> [To do]:
Go through the listing below and show each line that has the word "AvroHandler".

> [Dataset content]:
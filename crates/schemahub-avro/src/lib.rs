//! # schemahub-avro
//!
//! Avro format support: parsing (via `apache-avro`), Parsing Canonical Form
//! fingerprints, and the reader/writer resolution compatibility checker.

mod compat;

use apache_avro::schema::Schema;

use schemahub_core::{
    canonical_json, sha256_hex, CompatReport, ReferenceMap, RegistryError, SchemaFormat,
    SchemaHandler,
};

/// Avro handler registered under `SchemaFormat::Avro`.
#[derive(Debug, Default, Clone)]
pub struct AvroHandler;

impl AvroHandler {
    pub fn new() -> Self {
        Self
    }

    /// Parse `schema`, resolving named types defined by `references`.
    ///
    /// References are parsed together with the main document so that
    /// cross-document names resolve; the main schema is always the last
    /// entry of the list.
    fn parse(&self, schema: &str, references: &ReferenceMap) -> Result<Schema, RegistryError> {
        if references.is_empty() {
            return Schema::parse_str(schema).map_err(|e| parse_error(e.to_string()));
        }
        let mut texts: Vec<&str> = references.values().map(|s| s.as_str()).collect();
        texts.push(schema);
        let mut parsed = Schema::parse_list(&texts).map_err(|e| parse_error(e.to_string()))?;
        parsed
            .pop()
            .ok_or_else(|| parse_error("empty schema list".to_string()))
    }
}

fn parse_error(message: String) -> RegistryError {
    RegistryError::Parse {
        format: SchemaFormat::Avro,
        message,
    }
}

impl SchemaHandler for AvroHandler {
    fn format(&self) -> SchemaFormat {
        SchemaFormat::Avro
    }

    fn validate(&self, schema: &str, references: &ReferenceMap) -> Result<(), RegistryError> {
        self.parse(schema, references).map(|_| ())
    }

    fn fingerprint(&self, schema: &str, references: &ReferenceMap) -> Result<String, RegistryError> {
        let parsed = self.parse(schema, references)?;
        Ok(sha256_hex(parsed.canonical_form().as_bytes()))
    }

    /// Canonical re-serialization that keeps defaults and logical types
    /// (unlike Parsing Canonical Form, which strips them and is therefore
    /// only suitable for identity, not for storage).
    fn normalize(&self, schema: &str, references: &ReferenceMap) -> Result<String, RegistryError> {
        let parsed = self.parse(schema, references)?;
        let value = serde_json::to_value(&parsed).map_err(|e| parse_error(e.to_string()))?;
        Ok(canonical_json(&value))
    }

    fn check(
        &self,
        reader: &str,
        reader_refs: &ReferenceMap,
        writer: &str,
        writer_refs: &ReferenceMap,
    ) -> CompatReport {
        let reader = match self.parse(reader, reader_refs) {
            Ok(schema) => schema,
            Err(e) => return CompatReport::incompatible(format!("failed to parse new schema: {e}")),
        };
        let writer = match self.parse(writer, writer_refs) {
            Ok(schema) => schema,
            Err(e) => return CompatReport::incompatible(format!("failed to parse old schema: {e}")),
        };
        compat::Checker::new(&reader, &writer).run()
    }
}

> [Task response]:
pub struct AvroHandler;
impl AvroHandler {
impl SchemaHandler for AvroHandler {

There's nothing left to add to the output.